The Bread Loaf Writers' Conference of Middlebury College is pleased to announce the winners of the 1999 fourth annual Bakeless Literary Publication Prizes. Adria Bernardi's The Day Laid on the Altar was chosen by Andrea Barrett for the fiction award. Jill Alexander Essbaum's Heaven was chosen by Agha Shahid Ali for the poetry prize. Kevin Oderman's How Things Fit Together was chosen by Scott Russell Sanders for the creative nonfiction prize. All three books will be published in the Fall of 1999 by the Middlebury College/University Press of New England. The winning authors will also receive fellowships to attend the Bread Loaf Writers' Conference in 2000.
1999 Bakeless Fiction Prize
Adria Bernardi's translations of the poetry of Italian screenwriter Tonino Guerra were recently published under the title Abandoned Places (Guernica Editions of Toronto). She was the 1998 recipient of the A. E. Coppard Award for Short Fiction and the 1995 recipient of the James Fellowship for Novel awarded by the Heekin Group Foundation. She is the author of Houses with Names: The Italian Immigrants of Highwood, Illinois (University of Illinois Press). Her fiction has appeared in the Santa Monica Review, River Oak Review, in the anthology, The Voices We Carry, and will be published in a forthcoming issue of Voices in Italian Americana. She lives in Worcester, Massachusetts.
Andrea Barrett writes, "Spare, elegant, passionate, and brilliant, The Day Laid on the Altar, like Penelope Fitzgerald's The Blue Flower, drops us deftly into the heart of another time and place. Throughout several decades of the 16th century, in Venice, Florence, and a mountain village, the struggle to make art and life and wonder out of bleakness, plague, and hunger streams through characters ranging from an unlettered, visionary shepherd to the painter Titian, his family, and his servants. Adria Bernardi inhabits with equal grace the hearts and minds of men and women, knaves and saints and artists and beggars, and in the process has made a novel as moving and precisely detailed as any of the paintings she so beautifully describes."

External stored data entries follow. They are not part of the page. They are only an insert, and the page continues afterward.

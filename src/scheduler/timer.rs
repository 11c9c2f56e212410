use std::time::{Duration, Instant};

use tokio::sync::mpsc;
use tracing::{info, warn};

use crate::fleet::Fleet;
use crate::message::{DiscoroStatus, Location};
use crate::scheduler::bootstrap::close_server;
use crate::scheduler::status_processor::ObserverEvent;
use crate::transport::QuicTransport;

/// Server agent heartbeat: updates `last_pulse` and logs when the
/// reported coroutine count disagrees with what the scheduler tracks
/// (the server and scheduler can briefly disagree across a spawn/complete
/// boundary; this is observational only).
pub async fn handle_heartbeat(fleet: &Fleet, server_addr: std::net::SocketAddr, reported_ncoros: u32) {
    let node_location = crate::scheduler::status_processor::node_key(server_addr);
    let server_location = Location::new(server_addr);
    fleet.mark_pulse(&node_location, &server_location).await;

    let actual = fleet
        .snapshot_nodes()
        .await
        .iter()
        .find(|n| n.location == node_location)
        .and_then(|n| n.servers.get(&server_location))
        .map(|s| s.load());

    if let Some(actual) = actual
        && actual as u32 != reported_ncoros
    {
        warn!(%server_location, reported_ncoros, actual, "server pulse reports a coros count mismatch");
    }
}

/// Outcome of processing an out-of-band `{status: ServerClosed, location}`
/// report, bubbling cascading node/computation closes up to the caller.
#[derive(Debug, Default, PartialEq)]
pub struct ServerClosedOutcome {
    pub node_closed: bool,
    pub all_nodes_closed: bool,
}

pub async fn handle_server_closed_report(
    fleet: &Fleet,
    server_addr: std::net::SocketAddr,
) -> ServerClosedOutcome {
    let node_location = crate::scheduler::status_processor::node_key(server_addr);
    let server_location = Location::new(server_addr);
    fleet
        .set_server_status(&node_location, &server_location, DiscoroStatus::ServerClosed)
        .await;

    let nodes = fleet.snapshot_nodes().await;
    let Some(node) = nodes.iter().find(|n| n.location == node_location) else {
        return ServerClosedOutcome::default();
    };

    let node_done = node
        .servers
        .values()
        .all(|s| s.status != DiscoroStatus::ServerInitialized);
    if node_done {
        fleet.set_node_status(&node_location, DiscoroStatus::NodeClosed).await;
    }

    let all_done = fleet
        .snapshot_nodes()
        .await
        .iter()
        .all(|n| n.status != DiscoroStatus::NodeInitialized);

    ServerClosedOutcome {
        node_closed: node_done,
        all_nodes_closed: all_done,
    }
}

/// Every `5 * pulse_interval`, audits every Initialized server and closes
/// any whose last pulse is older than the same threshold.
pub async fn audit_and_close_zombies(
    fleet: &Fleet,
    transport: &QuicTransport,
    local_agent_id: &str,
    pulse_interval: Duration,
    auth: &str,
    observer: &mpsc::Sender<ObserverEvent>,
) -> Vec<Location> {
    let threshold = pulse_interval * 5;
    let zombies = fleet.zombie_servers(threshold).await;
    let mut closed = Vec::new();

    for (node_location, server_location) in zombies {
        info!(%server_location, "server pulse is stale, declaring zombie");
        if close_server(fleet, transport, local_agent_id, &node_location, &server_location, auth, observer)
            .await
            .is_ok()
        {
            closed.push(server_location);
        }
    }
    closed
}

/// The client is declared dead once its last acknowledged pulse is older
/// than `5 * pulse_interval`.
pub fn client_is_dead(last_pulse_ack: Instant, pulse_interval: Duration) -> bool {
    last_pulse_ack.elapsed() > pulse_interval * 5
}

#[cfg(test)]
#[path = "timer_tests.rs"]
mod tests;
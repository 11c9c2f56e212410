pub mod admin;
pub mod bootstrap;
pub mod client_rpc;
pub mod computation;
pub mod placement;
pub mod status_processor;
pub mod teardown;
pub mod timer;

use std::net::SocketAddr;
use std::path::PathBuf;
use std::sync::Arc;
use std::sync::OnceLock;
use std::time::Duration;

use anyhow::Result;
use tokio::sync::{RwLock, mpsc};
use tokio_util::sync::CancellationToken;
use tracing::{info, warn};

use crate::discovery::PeerEvent;
use crate::fleet::Fleet;
use crate::identity::Identity;
use crate::message::MessageKind;
use crate::scheduler::computation::Computation;
use crate::scheduler::status_processor::ObserverEvent;
use crate::transport::QuicTransport;

/// Runs the scheduler: owns the fleet, the QUIC transport, and the single
/// active-computation slot. Mirrors `_Scheduler` from the original
/// implementation — one scheduler, one computation at a time, everything
/// else (nodes/servers) tracked in `fleet`.
pub struct Scheduler {
    pub fleet: Fleet,
    pub transport: QuicTransport,
    pub local_agent_id: String,
    staging_root: PathBuf,
    zombie_period: Option<Duration>,
    secret: Option<String>,
    max_file_size: Option<u64>,
    active: Arc<RwLock<Option<Computation>>>,
    cancel: CancellationToken,
}

impl Scheduler {
    /// `secret`, when set, is the shared secret every client's `schedule`
    /// request must echo back in `SchedulePayload.client_secret`; `None`
    /// leaves the scheduler open to any client. `max_file_size`, when set,
    /// rejects `file_transfer` uploads whose decoded payload exceeds it.
    #[allow(clippy::too_many_arguments)]
    pub async fn bind(
        bind_addr: SocketAddr,
        identity: &Identity,
        staging_root: PathBuf,
        zombie_period: Option<Duration>,
        max_connections: usize,
        secret: Option<String>,
        max_file_size: Option<u64>,
    ) -> Result<Self> {
        let fleet = Fleet::new();
        let active: Arc<RwLock<Option<Computation>>> = Arc::new(RwLock::new(None));
        let cancel = CancellationToken::new();
        let transport_cell: Arc<OnceLock<QuicTransport>> = Arc::new(OnceLock::new());

        let handler_fleet = fleet.clone();
        let handler_active = active.clone();
        let handler_staging = staging_root.clone();
        let handler_cell = transport_cell.clone();
        let handler_agent_id = identity.agent_id().to_string();
        let handler_secret = secret.clone();

        let response_handler: crate::transport::ResponseHandlerFn = Arc::new(move |remote_addr, envelope| {
            let fleet = handler_fleet.clone();
            let active = handler_active.clone();
            let staging_root = handler_staging.clone();
            let transport_cell = handler_cell.clone();
            let local_agent_id = handler_agent_id.clone();
            let secret = handler_secret.clone();

            Box::pin(async move {
                let Some(transport) = transport_cell.get() else {
                    warn!("client request arrived before scheduler transport was ready");
                    return None;
                };

                let guard = active.read().await;
                let outcome = client_rpc::handle(
                    &fleet,
                    transport,
                    &local_agent_id,
                    guard.as_ref(),
                    zombie_period,
                    secret.as_deref(),
                    max_file_size,
                    &staging_root,
                    remote_addr,
                    &envelope,
                )
                .await;
                drop(guard);

                if let Some(new_computation) = outcome.adopt {
                    *active.write().await = Some(new_computation);
                }
                if outcome.close {
                    *active.write().await = None;
                }

                Some(outcome.reply)
            }) as std::pin::Pin<Box<dyn std::future::Future<Output = Option<crate::message::Envelope>> + Send>>
        });

        let transport = QuicTransport::bind_cancellable(
            bind_addr,
            identity,
            cancel.clone(),
            max_connections,
            Duration::from_secs(15),
            Duration::from_secs(60),
            Some(response_handler),
            Duration::from_secs(10),
        )
        .await?;
        transport_cell.set(transport.clone()).ok();

        Ok(Self {
            fleet,
            transport,
            local_agent_id: identity.agent_id().to_string(),
            staging_root,
            zombie_period,
            secret,
            max_file_size,
            active,
            cancel,
        })
    }

    pub fn cancel_token(&self) -> CancellationToken {
        self.cancel.clone()
    }

    /// Drives peer discovery, inbound server reports, and the periodic
    /// zombie sweep until cancelled. `observer` receives every lifecycle
    /// event worth surfacing to a client's status stream.
    pub async fn run(&self, mut peer_rx: mpsc::Receiver<PeerEvent>, observer: mpsc::Sender<ObserverEvent>) {
        let mut inbound_rx = self.transport.subscribe_inbound();
        let mut zombie_tick = tokio::time::interval(self.zombie_sweep_interval());

        loop {
            tokio::select! {
                _ = self.cancel.cancelled() => {
                    info!("scheduler shutting down");
                    break;
                }
                Some(event) = peer_rx.recv() => {
                    self.on_peer_event(event, &observer).await;
                }
                Ok(inbound) = inbound_rx.recv() => {
                    self.on_inbound(inbound.remote, &inbound.envelope, &observer).await;
                }
                _ = zombie_tick.tick() => {
                    self.sweep_zombies(&observer).await;
                }
            }
        }
    }

    fn zombie_sweep_interval(&self) -> Duration {
        Self::interval_for(self.zombie_period)
    }

    fn interval_for(zombie_period: Option<Duration>) -> Duration {
        zombie_period
            .unwrap_or(computation::MAX_PULSE_INTERVAL)
            .max(Duration::from_secs(1))
    }

    async fn on_peer_event(&self, event: PeerEvent, observer: &mpsc::Sender<ObserverEvent>) {
        let active = self.active.read().await;
        let client_pulse_location = active.as_ref().and_then(|c| c.client_pulse_location);
        let pulse_close = status_processor::handle_peer_event(
            &self.fleet,
            &self.transport,
            &self.local_agent_id,
            active.as_ref(),
            event,
            client_pulse_location,
            observer,
        )
        .await;
        drop(active);

        if pulse_close {
            self.close_active_computation(observer).await;
        }
    }

    async fn on_inbound(&self, remote: SocketAddr, envelope: &crate::message::Envelope, observer: &mpsc::Sender<ObserverEvent>) {
        match envelope.kind {
            MessageKind::Pulse => {
                if let Ok(payload) = envelope.payload_as::<crate::message::PulsePayload>() {
                    timer::handle_heartbeat(&self.fleet, remote, payload.ncoros).await;
                }
            }
            MessageKind::StatusUpdate => {
                if let Ok(payload) = envelope.payload_as::<crate::message::StatusUpdatePayload>()
                    && payload.status == crate::message::DiscoroStatus::ServerClosed
                {
                    let outcome = timer::handle_server_closed_report(&self.fleet, remote).await;
                    if outcome.all_nodes_closed {
                        self.close_active_computation(observer).await;
                    }
                }
            }
            MessageKind::Result => {
                if let Ok(payload) = envelope.payload_as::<crate::message::ResultPayload>() {
                    status_processor::handle_task_termination(
                        &self.fleet,
                        remote,
                        payload.task_id,
                        payload.value,
                        payload.error,
                        observer,
                    )
                    .await;
                }
            }
            other => {
                warn!(%remote, kind = %other, "unexpected unsolicited message kind");
            }
        }
    }

    async fn sweep_zombies(&self, observer: &mpsc::Sender<ObserverEvent>) {
        let active = self.active.read().await;
        let Some(computation) = active.as_ref() else { return };
        let closed = timer::audit_and_close_zombies(
            &self.fleet,
            &self.transport,
            &self.local_agent_id,
            computation.pulse_interval,
            &computation.auth,
            observer,
        )
        .await;
        if !closed.is_empty() {
            info!(count = closed.len(), "zombie sweep closed stale servers");
        }
    }

    async fn close_active_computation(&self, observer: &mpsc::Sender<ObserverEvent>) {
        let mut active = self.active.write().await;
        let Some(computation) = active.take() else { return };
        drop(active);
        teardown::close_computation(
            &self.fleet,
            &self.transport,
            &self.local_agent_id,
            &computation.auth,
            &computation.dest_dir,
            observer,
        )
        .await;
    }

    pub async fn active_auth(&self) -> Option<String> {
        self.active.read().await.as_ref().map(|c| c.auth.clone())
    }

    /// Dashboard-initiated cancellation of specific running tasks. No-op
    /// (returns an empty vec) when no computation is active.
    pub async fn terminate_coros(&self, task_ids: &[uuid::Uuid]) -> Vec<uuid::Uuid> {
        let Some(auth) = self.active_auth().await else {
            return Vec::new();
        };
        let computation_id = bootstrap::parse_auth(&auth);
        admin::terminate_coros(&self.fleet, &self.transport, &self.local_agent_id, computation_id, task_ids).await
    }
}

#[cfg(test)]
#[path = "mod_tests.rs"]
mod tests;
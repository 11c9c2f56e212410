use super::*;
use crate::fleet::Server;
use crate::identity::Identity;
use crate::message::{AckPayload, Envelope, MessageKind};
use std::path::PathBuf;
use tempfile::tempdir;
use tokio::sync::mpsc;
use tokio_util::sync::CancellationToken;

async fn bind_acking_server() -> (Identity, QuicTransport, tempfile::TempDir) {
    let dir = tempdir().expect("tempdir");
    let home = crate::config::DiscoroHome::from_root(PathBuf::from(dir.path()));
    let identity = Identity::load_or_generate(&home).expect("identity");

    let handler: crate::transport::ResponseHandlerFn = std::sync::Arc::new(move |_addr, envelope: std::sync::Arc<Envelope>| {
        Box::pin(async move {
            Some(Envelope::response_to(
                &envelope,
                "node.server".to_string(),
                MessageKind::Ack,
                serde_json::json!(AckPayload {
                    accepted: true,
                    auth: None,
                    value: None,
                }),
            ))
        }) as std::pin::Pin<Box<dyn std::future::Future<Output = Option<Envelope>> + Send>>
    });

    let transport = QuicTransport::bind_cancellable(
        "127.0.0.1:0".parse().unwrap(),
        &identity,
        CancellationToken::new(),
        128,
        std::time::Duration::from_secs(15),
        std::time::Duration::from_secs(60),
        Some(handler),
        std::time::Duration::from_secs(10),
    )
    .await
    .expect("bind");

    (identity, transport, dir)
}

#[tokio::test]
async fn close_node_closes_every_server_and_marks_node_closed() {
    let fleet = Fleet::new();
    let (_id_s1, server1, _d1) = bind_acking_server().await;
    let (_id_s2, server2, _d2) = bind_acking_server().await;
    let (_id_sched, sched_transport, _dsched) = bind_acking_server().await;

    let node_location = crate::scheduler::status_processor::node_key(server1.local_addr().unwrap());
    fleet.upsert_node(node_location, None).await;
    fleet
        .add_server(node_location, Server::new("s1", Location::new(server1.local_addr().unwrap()), node_location))
        .await
        .unwrap();
    fleet
        .add_server(node_location, Server::new("s2", Location::new(server2.local_addr().unwrap()), node_location))
        .await
        .unwrap();

    let (observer, _rx) = mpsc::channel(8);
    close_node(&fleet, &sched_transport, "node.sched", &node_location, "auth123", &observer).await;

    assert_eq!(fleet.server_count().await, 0);
    let nodes = fleet.snapshot_nodes().await;
    assert_eq!(nodes[0].status, DiscoroStatus::NodeClosed);
}

#[tokio::test]
async fn close_computation_removes_staging_directory() {
    let fleet = Fleet::new();
    let (_id_sched, sched_transport, _dsched) = bind_acking_server().await;
    let staging = tempdir().unwrap();
    let dest_dir = staging.path().join("auth123");
    tokio::fs::create_dir_all(&dest_dir).await.unwrap();

    let (observer, _rx) = mpsc::channel(8);
    close_computation(&fleet, &sched_transport, "node.sched", "auth123", &dest_dir, &observer).await;

    assert!(!dest_dir.exists());
}
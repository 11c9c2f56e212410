use serde::{Deserialize, Serialize};
use serde_repr::{Deserialize_repr, Serialize_repr};

/// Status codes reported through the status stream, fleet store, and HTTP
/// observer. Values are pinned to match the original scheduler's wire
/// encoding so persisted state and external dashboards stay stable across
/// releases.
#[derive(Debug, Clone, Copy, PartialEq, Eq, Hash, Serialize_repr, Deserialize_repr)]
#[repr(u8)]
pub enum DiscoroStatus {
    NodeDiscovered = 1,
    NodeInitialized = 2,
    NodeClosed = 3,
    NodeIgnore = 4,
    NodeDisconnected = 5,
    ServerDiscovered = 11,
    ServerInitialized = 12,
    ServerClosed = 13,
    ServerIgnore = 14,
    ServerDisconnected = 15,
    /// Emitted only client-side (`Computation::run_at`/`run_each`), the
    /// moment a task handle comes back from the scheduler. Never sent by
    /// the scheduler itself.
    CoroCreated = 20,
    /// The scheduler-side counterpart: a task finished, whether by normal
    /// completion or because its server was torn down out from under it.
    CoroTerminated = 21,
    ComputationClosed = 25,
}

impl DiscoroStatus {
    pub fn is_node(self) -> bool {
        matches!(
            self,
            DiscoroStatus::NodeDiscovered
                | DiscoroStatus::NodeInitialized
                | DiscoroStatus::NodeClosed
                | DiscoroStatus::NodeIgnore
                | DiscoroStatus::NodeDisconnected
        )
    }

    pub fn is_server(self) -> bool {
        matches!(
            self,
            DiscoroStatus::ServerDiscovered
                | DiscoroStatus::ServerInitialized
                | DiscoroStatus::ServerClosed
                | DiscoroStatus::ServerIgnore
                | DiscoroStatus::ServerDisconnected
        )
    }

    /// True for a status that should be visible to the client status stream
    /// (`Computation::status()`/`.events`) the way the Python scheduler's
    /// `__status_proc` forwards everything except the provisional
    /// `*Ignore` states.
    pub fn is_client_visible(self) -> bool {
        !matches!(self, DiscoroStatus::NodeIgnore | DiscoroStatus::ServerIgnore)
    }
}

/// Per-task summary reported by a server in its heartbeat and to the HTTP
/// observer dashboard.
#[derive(Debug, Clone, PartialEq, Serialize, Deserialize)]
pub struct CoroInfo {
    pub task_id: uuid::Uuid,
    pub name: String,
    pub start_time_unix_ms: u64,
}

#[cfg(test)]
mod tests {
    use super::*;

    #[test]
    fn wire_values_are_pinned() {
        assert_eq!(DiscoroStatus::NodeDiscovered as u8, 1);
        assert_eq!(DiscoroStatus::NodeInitialized as u8, 2);
        assert_eq!(DiscoroStatus::NodeClosed as u8, 3);
        assert_eq!(DiscoroStatus::NodeIgnore as u8, 4);
        assert_eq!(DiscoroStatus::NodeDisconnected as u8, 5);
        assert_eq!(DiscoroStatus::ServerDiscovered as u8, 11);
        assert_eq!(DiscoroStatus::ServerInitialized as u8, 12);
        assert_eq!(DiscoroStatus::ServerClosed as u8, 13);
        assert_eq!(DiscoroStatus::ServerIgnore as u8, 14);
        assert_eq!(DiscoroStatus::ServerDisconnected as u8, 15);
        assert_eq!(DiscoroStatus::CoroCreated as u8, 20);
        assert_eq!(DiscoroStatus::CoroTerminated as u8, 21);
        assert_eq!(DiscoroStatus::ComputationClosed as u8, 25);
    }

    #[test]
    fn round_trips_through_json_as_integer() {
        let json = serde_json::to_string(&DiscoroStatus::ServerInitialized).unwrap();
        assert_eq!(json, "12");
        let back: DiscoroStatus = serde_json::from_str(&json).unwrap();
        assert_eq!(back, DiscoroStatus::ServerInitialized);
    }

    #[test]
    fn ignore_states_are_not_client_visible() {
        assert!(!DiscoroStatus::NodeIgnore.is_client_visible());
        assert!(!DiscoroStatus::ServerIgnore.is_client_visible());
        assert!(DiscoroStatus::ServerInitialized.is_client_visible());
    }
}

1999 Bakeless Poetry Prize
Jill Alexander Essbaum was born in Southeast Texas in 1971. She received an undergraduate degree from the University of Houston (BA 1994) and continued her studies as a James A. Michener Departmental and Post-Graduate Fellow at the University of Texas in Austin where she earned an MA in 1996. At present, she is a student at the Episcopal Theological Seminary of the Southwest, where her focus of study includes popular religion, feminist theology, and Christianity in 20th-century America. Ms. Essbaum's poetry has appeared or will appear in both local and national journals, including Artful Dodge, Borderlands, Rattle, The Texas Observer, Chance Magazine, and High Plains Literary Review. She lives in Austin with her engineer husband Axel and two white cats, and is an active member of First English Lutheran Church.
Agha Shahid Ali writes, "Only the best writers put us right at the site of myth and thus assert, for us, our right to be part of the beginning and end of any world, any heaven. That Jill Alexander Essbaum does it so quietly, so delicately, and puts herself, and us, at the center of Heaven itself leads me only to envy. For how else can one convincingly transcend the domestic? There is simply no self-congratulation in these poems. Just a graceful, magical way of taking oneself - and one's bare uncertainties - for granted."
1999 Bakeless Nonfiction Prize
Kevin Oderman is Professor of English at West Virginia University, where he teaches American literature and creative writing. Over the last ten years, his essays have appeared in the Northwest Review, Southwest Review, North American Review, in Shenandoah, and in several other literary journals. He has twice taught abroad on Fulbrights, first in Thessaloniki, Greece, and subsequently in Lahore, Pakistan.
Scott Russell Sanders writes, "Although the universe holds together faithfully, our own precious lives seem to scatter like blown leaves. How to bind up one's memories, yearnings, travels, scraps of knowledge, loves and lamentations into a coherent whole? That is Kevin Oderman's great theme in these compelling essays. He joins piece to piece with a poet's feel for elegant language and a carpenter's feel for sturdy joints. He's at ease outdoors as well as indoors-- fishing in rivers as well as books, hunting in the wilds as well as museums. While Oderman writes of his private journeys in search of coherence, he also invites his readers to think about the fissures and patterns in their own lives."